**EXERCISE BRIEF**. Needed from the data below: every line from the one with "filename crates/common/src/token.rs" up to and including the one with "expiry times. They", repeated exactly and with nothing else.

**Stored data**.
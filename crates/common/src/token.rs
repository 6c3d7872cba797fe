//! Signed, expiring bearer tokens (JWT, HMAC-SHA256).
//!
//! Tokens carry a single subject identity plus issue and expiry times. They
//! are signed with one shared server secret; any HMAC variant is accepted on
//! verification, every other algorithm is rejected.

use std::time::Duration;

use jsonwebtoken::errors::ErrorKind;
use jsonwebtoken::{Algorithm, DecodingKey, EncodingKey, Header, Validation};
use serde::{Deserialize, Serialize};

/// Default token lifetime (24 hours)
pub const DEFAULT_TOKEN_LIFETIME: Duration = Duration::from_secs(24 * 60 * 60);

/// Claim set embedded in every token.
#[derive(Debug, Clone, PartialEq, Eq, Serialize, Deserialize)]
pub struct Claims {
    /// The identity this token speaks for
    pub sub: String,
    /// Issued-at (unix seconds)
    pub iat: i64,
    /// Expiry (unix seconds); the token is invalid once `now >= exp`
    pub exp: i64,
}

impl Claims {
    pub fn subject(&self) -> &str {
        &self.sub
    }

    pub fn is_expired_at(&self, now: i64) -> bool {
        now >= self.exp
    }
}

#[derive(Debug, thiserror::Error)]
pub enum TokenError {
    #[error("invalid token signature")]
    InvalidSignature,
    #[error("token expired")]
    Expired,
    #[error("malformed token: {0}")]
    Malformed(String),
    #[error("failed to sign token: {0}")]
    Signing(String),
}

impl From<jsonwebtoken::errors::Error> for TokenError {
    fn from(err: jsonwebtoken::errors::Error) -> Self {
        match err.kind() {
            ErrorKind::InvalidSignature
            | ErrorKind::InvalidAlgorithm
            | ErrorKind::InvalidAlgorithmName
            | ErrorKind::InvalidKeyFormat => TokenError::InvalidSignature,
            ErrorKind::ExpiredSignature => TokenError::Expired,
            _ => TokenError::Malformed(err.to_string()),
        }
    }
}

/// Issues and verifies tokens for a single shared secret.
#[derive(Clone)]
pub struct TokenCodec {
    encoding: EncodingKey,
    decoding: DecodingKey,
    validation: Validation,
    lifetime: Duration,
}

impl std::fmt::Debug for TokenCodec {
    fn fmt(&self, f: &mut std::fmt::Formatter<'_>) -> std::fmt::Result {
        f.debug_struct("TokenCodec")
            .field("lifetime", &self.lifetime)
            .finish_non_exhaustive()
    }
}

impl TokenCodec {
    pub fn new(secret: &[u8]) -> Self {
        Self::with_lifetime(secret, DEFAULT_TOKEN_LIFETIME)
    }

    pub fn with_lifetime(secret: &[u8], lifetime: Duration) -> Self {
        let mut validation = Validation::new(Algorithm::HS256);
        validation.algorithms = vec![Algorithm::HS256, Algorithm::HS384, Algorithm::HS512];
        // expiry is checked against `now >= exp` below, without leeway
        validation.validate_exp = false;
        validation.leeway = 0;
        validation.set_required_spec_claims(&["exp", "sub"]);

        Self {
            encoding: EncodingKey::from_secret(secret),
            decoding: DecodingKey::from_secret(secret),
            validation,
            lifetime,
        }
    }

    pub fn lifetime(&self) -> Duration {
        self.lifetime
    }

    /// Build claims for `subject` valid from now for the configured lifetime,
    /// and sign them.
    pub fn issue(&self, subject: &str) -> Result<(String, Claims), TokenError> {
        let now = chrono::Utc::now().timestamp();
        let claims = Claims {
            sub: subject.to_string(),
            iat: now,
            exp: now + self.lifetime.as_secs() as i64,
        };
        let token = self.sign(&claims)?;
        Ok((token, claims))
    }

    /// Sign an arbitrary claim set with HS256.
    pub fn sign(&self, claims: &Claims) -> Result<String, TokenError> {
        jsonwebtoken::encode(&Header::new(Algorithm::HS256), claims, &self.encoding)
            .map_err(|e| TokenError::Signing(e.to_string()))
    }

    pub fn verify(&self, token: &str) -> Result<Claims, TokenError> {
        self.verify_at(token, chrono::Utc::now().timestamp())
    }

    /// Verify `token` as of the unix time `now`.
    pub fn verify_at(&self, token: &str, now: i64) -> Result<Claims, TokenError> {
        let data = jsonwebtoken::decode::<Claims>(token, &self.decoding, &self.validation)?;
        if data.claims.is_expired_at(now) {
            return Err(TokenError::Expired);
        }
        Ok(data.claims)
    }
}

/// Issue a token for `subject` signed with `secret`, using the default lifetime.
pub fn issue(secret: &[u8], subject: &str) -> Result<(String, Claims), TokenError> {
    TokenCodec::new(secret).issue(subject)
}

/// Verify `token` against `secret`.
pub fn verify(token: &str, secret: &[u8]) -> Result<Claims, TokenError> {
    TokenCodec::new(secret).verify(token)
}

==

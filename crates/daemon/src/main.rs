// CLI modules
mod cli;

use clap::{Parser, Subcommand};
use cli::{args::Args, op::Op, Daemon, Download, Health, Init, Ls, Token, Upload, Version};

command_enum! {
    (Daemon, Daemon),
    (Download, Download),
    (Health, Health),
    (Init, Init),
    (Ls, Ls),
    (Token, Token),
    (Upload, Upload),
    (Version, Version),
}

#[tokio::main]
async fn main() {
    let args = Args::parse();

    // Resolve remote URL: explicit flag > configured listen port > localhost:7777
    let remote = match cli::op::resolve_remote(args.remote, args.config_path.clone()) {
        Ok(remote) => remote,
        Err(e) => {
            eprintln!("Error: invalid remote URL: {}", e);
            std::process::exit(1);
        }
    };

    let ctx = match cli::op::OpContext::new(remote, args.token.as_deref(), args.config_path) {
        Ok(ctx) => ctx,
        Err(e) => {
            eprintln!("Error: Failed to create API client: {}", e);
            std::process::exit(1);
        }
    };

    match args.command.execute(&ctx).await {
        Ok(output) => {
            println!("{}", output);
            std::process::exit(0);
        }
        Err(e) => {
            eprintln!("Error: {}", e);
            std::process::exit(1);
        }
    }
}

**TASK RESULT**.
filename crates/common/src/token.rs
repository 6c3d7872cba797fe
//! Signed, expiring bearer tokens (JWT, HMAC-SHA256).
//!
//! Tokens carry a single subject identity plus issue and expiry times. They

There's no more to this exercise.